- Assigned task -
Please copy every line from the records below that contains the string "when".

(Source records)
BEGIN

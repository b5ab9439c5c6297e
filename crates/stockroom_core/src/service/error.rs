//! Typed service-layer failures with machine-readable codes.
//!
//! # Invariants
//! - Every failure carries one [`ErrorCode`] so callers can branch without
//!   parsing messages.
//! - Messages are user-facing English text.

use crate::repo::RepoError;
use std::error::Error;
use std::fmt::{Display, Formatter};

pub type ServiceResult<T> = Result<T, ServiceError>;

/// Machine-readable code attached to every service failure.
#[derive(Debug, Clone, Copy, PartialEq, Eq)]
pub enum ErrorCode {
    SupplierNotValid,
    SupplierNotFound,
    SupplierAlreadyInUse,
    ArticleNotValid,
    ArticleNotFound,
    CategoryNotValid,
    CategoryNotFound,
    CategoryAlreadyInUse,
    SupplierOrderNotValid,
    SupplierOrderNotFound,
    MissingId,
}

impl ErrorCode {
    /// Stable wire representation of the code.
    pub fn as_str(self) -> &'static str {
        match self {
            Self::SupplierNotValid => "SUPPLIER_NOT_VALID",
            Self::SupplierNotFound => "SUPPLIER_NOT_FOUND",
            Self::SupplierAlreadyInUse => "SUPPLIER_ALREADY_IN_USE",
            Self::ArticleNotValid => "ARTICLE_NOT_VALID",
            Self::ArticleNotFound => "ARTICLE_NOT_FOUND",
            Self::CategoryNotValid => "CATEGORY_NOT_VALID",
            Self::CategoryNotFound => "CATEGORY_NOT_FOUND",
            Self::CategoryAlreadyInUse => "CATEGORY_ALREADY_IN_USE",
            Self::SupplierOrderNotValid => "SUPPLIER_ORDER_NOT_VALID",
            Self::SupplierOrderNotFound => "SUPPLIER_ORDER_NOT_FOUND",
            Self::MissingId => "MISSING_ID",
        }
    }
}

impl Display for ErrorCode {
    fn fmt(&self, f: &mut Formatter<'_>) -> std::fmt::Result {
        f.write_str(self.as_str())
    }
}

/// Failure taxonomy of the service layer.
#[derive(Debug)]
pub enum ServiceError {
    /// Candidate failed structural validation; never persisted.
    InvalidEntity {
        code: ErrorCode,
        errors: Vec<String>,
    },
    /// Lookup by id or business code found nothing.
    NotFound { code: ErrorCode, message: String },
    /// Requested mutation violates a referential-integrity rule.
    InvalidOperation { code: ErrorCode, message: String },
    /// Required id or business code was not supplied.
    InvalidArgument { code: ErrorCode, message: String },
    /// Store failure, propagated unmodified.
    Repo(RepoError),
}

impl ServiceError {
    /// Returns the machine-readable code, when the failure carries one.
    pub fn code(&self) -> Option<ErrorCode> {
        match self {
            Self::InvalidEntity { code, .. }
            | Self::NotFound { code, .. }
            | Self::InvalidOperation { code, .. }
            | Self::InvalidArgument { code, .. } => Some(*code),
            Self::Repo(_) => None,
        }
    }
}

impl Display for ServiceError {
    fn fmt(&self, f: &mut Formatter<'_>) -> std::fmt::Result {
        match self {
            Self::InvalidEntity { code, errors } => {
                write!(f, "[{code}] entity is not valid: {}", errors.join("; "))
            }
            Self::NotFound { code, message }
            | Self::InvalidOperation { code, message }
            | Self::InvalidArgument { code, message } => write!(f, "[{code}] {message}"),
            Self::Repo(err) => write!(f, "{err}"),
        }
    }
}

impl Error for ServiceError {
    fn source(&self) -> Option<&(dyn Error + 'static)> {
        match self {
            Self::Repo(err) => Some(err),
            _ => None,
        }
    }
}

impl From<RepoError> for ServiceError {
    fn from(value: RepoError) -> Self {
        Self::Repo(value)
    }
}

/// Resolves an optional id, logging and raising `MISSING_ID` when absent.
///
/// Single policy for every operation that takes an id: absent ids are a
/// caller error, not a silent no-op.
pub(crate) fn require_id<I>(id: Option<I>, entity: &'static str) -> ServiceResult<I> {
    match id {
        Some(id) => Ok(id),
        None => {
            log::error!("event=require_id module=service status=rejected entity={entity} error_code=missing_id");
            Err(ServiceError::InvalidArgument {
                code: ErrorCode::MissingId,
                message: format!("{entity} id is required"),
            })
        }
    }
}

#[cfg(test)]
mod tests {
    use super::{require_id, ErrorCode, ServiceError};

    #[test]
    fn error_codes_have_stable_wire_names() {
        assert_eq!(ErrorCode::SupplierNotValid.as_str(), "SUPPLIER_NOT_VALID");
        assert_eq!(
            ErrorCode::SupplierAlreadyInUse.as_str(),
            "SUPPLIER_ALREADY_IN_USE"
        );
        assert_eq!(ErrorCode::MissingId.as_str(), "MISSING_ID");
    }

    #[test]
    fn require_id_passes_through_present_ids() {
        assert_eq!(require_id(Some(42_i64), "supplier").unwrap(), 42);
    }

    #[test]
    fn require_id_rejects_absent_ids() {
        let err = require_id::<i64>(None, "supplier").unwrap_err();
        assert!(matches!(
            err,
            ServiceError::InvalidArgument {
                code: ErrorCode::MissingId,
                ..
            }
        ));
    }
}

END

- Solution to this task -
    /// Returns the machine-readable code, when the failure carries one.
/// Resolves an optional id, logging and raising `MISSING_ID` when absent.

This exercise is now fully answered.